Do you have a frequency of losses that is reasonably predictable? If so, it’s unlikely to  make sense for you to dollar swap with the insurance market. Paying $1 in premium and getting, say, 60 cents back from an insurer in paid losses might not be the most efficient way of insuring your risk.
Once you have a captive structure in place, you can build from an initial platform and consider what else to do with that insurance structure. How can you expand the use of the captive to not just simply finance retained loss costs in an efficient manner? How can you start creating some kind of revenue growth?
What are some ways retailers are expanding the use of their captives?
Many companies provide warranties or guarantees to their products. These  might be part of a program in which both administration and risk is assumed by a third party.  The opportunity could exist where these programs can be restructured so your captive insurance company accepts the risks associated with the warranty or guarantee.
If a retailer is using a third-party  warranty company to administer and underwrite the entire program, then there is no risk to the retailer. However, if there is a cost to the customer for the warranty, the retailer may have less control on customer experience and the whole revenue stream. In addition, the risks associated with the revenue stream are transferred to a third-party provider. It could make sense for your captive insurance company to take on that risk, control the program and customer experience more tightly and capture some of the profits being made by the third party.
Another way retailers are expanding the use of their captive insurance company is through the provision of supply chain insurance.
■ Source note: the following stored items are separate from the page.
//! Checksummed index I/O
//!
//! Wraps a locked index file handle and feeds every byte that passes
//! through it into a running SHA-1, so the trailing checksum can be
//! written after the last entry and verified after the last read. A
//! half-written index fails verification and is rejected.

use crate::artifacts::core::GitError;
use crate::artifacts::index::CHECKSUM_SIZE;
use bytes::Bytes;
use file_guard::FileGuard;
use sha1::{Digest, Sha1};
use std::io::{Read, Write};
use std::ops::DerefMut;

#[derive(Debug)]
pub struct Checksum<'f> {
    file: FileGuard<&'f mut std::fs::File>,
    digest: Sha1,
}

impl<'f> Checksum<'f> {
    pub(crate) fn new(file: FileGuard<&'f mut std::fs::File>) -> Self {
        Checksum {
            file,
            digest: Sha1::new(),
        }
    }

    pub(crate) fn read(&mut self, size: usize) -> anyhow::Result<Bytes> {
        let mut buffer = vec![0; size];
        self.file
            .deref_mut()
            .read_exact(&mut buffer)
            .map_err(|_| GitError::Corrupt("index: unexpected end of file".to_string()))?;

        self.digest.update(&buffer);
        Ok(Bytes::from(buffer))
    }

    pub(crate) fn write(&mut self, data: &[u8]) -> anyhow::Result<()> {
        self.file.deref_mut().write_all(data)?;
        self.digest.update(data);
        Ok(())
    }

    /// Append the SHA-1 of everything written so far; called last so a
    /// torn write never carries a valid checksum.
    pub(crate) fn write_checksum(&mut self) -> anyhow::Result<()> {
        let checksum = self.digest.clone().finalize();
        self.file.deref_mut().write_all(checksum.as_slice())?;

        Ok(())
    }

    /// Compare the trailing 20 bytes against the SHA-1 of everything read
    /// so far.
    pub(crate) fn verify(&mut self) -> anyhow::Result<()> {
        let mut expected = [0u8; CHECKSUM_SIZE];
        self.file
            .deref_mut()
            .read_exact(&mut expected)
            .map_err(|_| GitError::Corrupt("index: missing checksum".to_string()))?;

        let actual = self.digest.clone().finalize();

        if expected != actual.as_slice() {
            return Err(GitError::Corrupt("index: checksum mismatch".to_string()).into());
        }

        // anything after the checksum is garbage
        let mut trailing = [0u8; 1];
        if self.file.deref_mut().read(&mut trailing)? != 0 {
            return Err(GitError::Corrupt("index: trailing data after checksum".to_string()).into());
        }

        Ok(())
    }
}
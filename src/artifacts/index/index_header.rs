use crate::artifacts::core::GitError;
use crate::artifacts::index::{HEADER_SIZE, SIGNATURE, VERSION};
use crate::artifacts::objects::object::Packable;
use byteorder::{ByteOrder, WriteBytesExt};
use bytes::Bytes;
use derive_new::new;
use std::io::Write;

#[derive(Debug, Clone, new)]
pub struct IndexHeader {
    pub(crate) marker: String,
    pub(crate) version: u32,
    pub(crate) entries_count: u32,
}

impl IndexHeader {
    pub(crate) fn empty() -> Self {
        IndexHeader {
            marker: String::from(SIGNATURE),
            version: VERSION,
            entries_count: 0,
        }
    }

    pub(crate) fn parse(bytes: &[u8]) -> anyhow::Result<Self> {
        if bytes.len() < HEADER_SIZE {
            return Err(GitError::Corrupt("index header: truncated".to_string()).into());
        }

        let marker = String::from_utf8(bytes[0..4].to_vec())
            .map_err(|_| GitError::Corrupt("index header: non-utf8 signature".to_string()))?;
        let version = byteorder::NetworkEndian::read_u32(&bytes[4..8]);
        let entries_count = byteorder::NetworkEndian::read_u32(&bytes[8..12]);

        Ok(IndexHeader {
            marker,
            version,
            entries_count,
        })
    }
}

impl Packable for IndexHeader {
    fn serialize(&self) -> anyhow::Result<Bytes> {
        let mut bytes = Vec::with_capacity(HEADER_SIZE);
        bytes.write_all(self.marker.as_bytes())?;
        bytes.write_u32::<byteorder::NetworkEndian>(self.version)?;
        bytes.write_u32::<byteorder::NetworkEndian>(self.entries_count)?;

        Ok(Bytes::from(bytes))
    }
}
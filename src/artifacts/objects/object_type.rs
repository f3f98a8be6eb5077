use crate::artifacts::core::GitError;
use std::io::BufRead;

#[derive(Debug, Clone, Copy, PartialEq, Eq)]
pub enum ObjectType {
    Blob,
    Tree,
    Commit,
}

impl ObjectType {
    pub fn as_str(&self) -> &str {
        match self {
            ObjectType::Blob => "blob",
            ObjectType::Tree => "tree",
            ObjectType::Commit => "commit",
        }
    }

    /// Parse the `<type> <size>\0` frame prefix, returning the type and the
    /// advertised payload size.
    pub fn parse_header(reader: &mut impl BufRead) -> anyhow::Result<(ObjectType, usize)> {
        let mut type_bytes = Vec::new();
        reader.read_until(b' ', &mut type_bytes)?;
        if type_bytes.pop() != Some(b' ') {
            return Err(GitError::Corrupt("object header: missing type".to_string()).into());
        }

        let object_type = std::str::from_utf8(&type_bytes)
            .map_err(|_| GitError::Corrupt("object header: non-utf8 type".to_string()))?;
        let object_type = ObjectType::try_from(object_type)?;

        let mut size_bytes = Vec::new();
        reader.read_until(b'\0', &mut size_bytes)?;
        if size_bytes.pop() != Some(b'\0') {
            return Err(GitError::Corrupt("object header: missing size".to_string()).into());
        }

        let size = std::str::from_utf8(&size_bytes)
            .ok()
            .and_then(|s| s.parse::<usize>().ok())
            .ok_or_else(|| GitError::Corrupt("object header: invalid size".to_string()))?;

        Ok((object_type, size))
    }
}

impl TryFrom<&str> for ObjectType {
    type Error = anyhow::Error;

    fn try_from(value: &str) -> anyhow::Result<Self> {
        match value {
            "blob" => Ok(ObjectType::Blob),
            "tree" => Ok(ObjectType::Tree),
            "commit" => Ok(ObjectType::Commit),
            other => Err(GitError::Unsupported(format!("object type {other:?}")).into()),
        }
    }
}

impl std::fmt::Display for ObjectType {
    fn fmt(&self, f: &mut std::fmt::Formatter<'_>) -> std::fmt::Result {
        write!(f, "{}", self.as_str())
    }
}

#[cfg(test)]
mod tests {
    use super::*;
    use pretty_assertions::assert_eq;
    use std::io::Cursor;

    #[test]
    fn parses_header_and_leaves_payload() {
        let mut reader = Cursor::new(b"blob 11\0hello world".to_vec());
        let (object_type, size) = ObjectType::parse_header(&mut reader).unwrap();

        assert_eq!(object_type, ObjectType::Blob);
        assert_eq!(size, 11);

        let mut rest = Vec::new();
        std::io::Read::read_to_end(&mut reader, &mut rest).unwrap();
        assert_eq!(rest, b"hello world");
    }

    #[test]
    fn rejects_unknown_type() {
        let mut reader = Cursor::new(b"tag 3\0xyz".to_vec());
        assert!(ObjectType::parse_header(&mut reader).is_err());
    }

    #[test]
    fn rejects_missing_size() {
        let mut reader = Cursor::new(b"blob eleven\0hello world".to_vec());
        assert!(ObjectType::parse_header(&mut reader).is_err());
    }
}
Most retailers have several suppliers providing them with materials and goods, and as part of that cost of supply, suppliers have their own insurance programs. In many instances, the programs are smaller than the retailer’s. Retailers are therefore putting together suppliers’ risks programs and financing them through their captive. That method can remove some of the insurance costs to the supplier.
How can you tell if using a captive is the right choice for your company?
There are trigger points. How comfortable are you managing retained loss costs? Are your business’s retained loss costs at a level where you can absorb some of the frictional costs associated with a formal structure?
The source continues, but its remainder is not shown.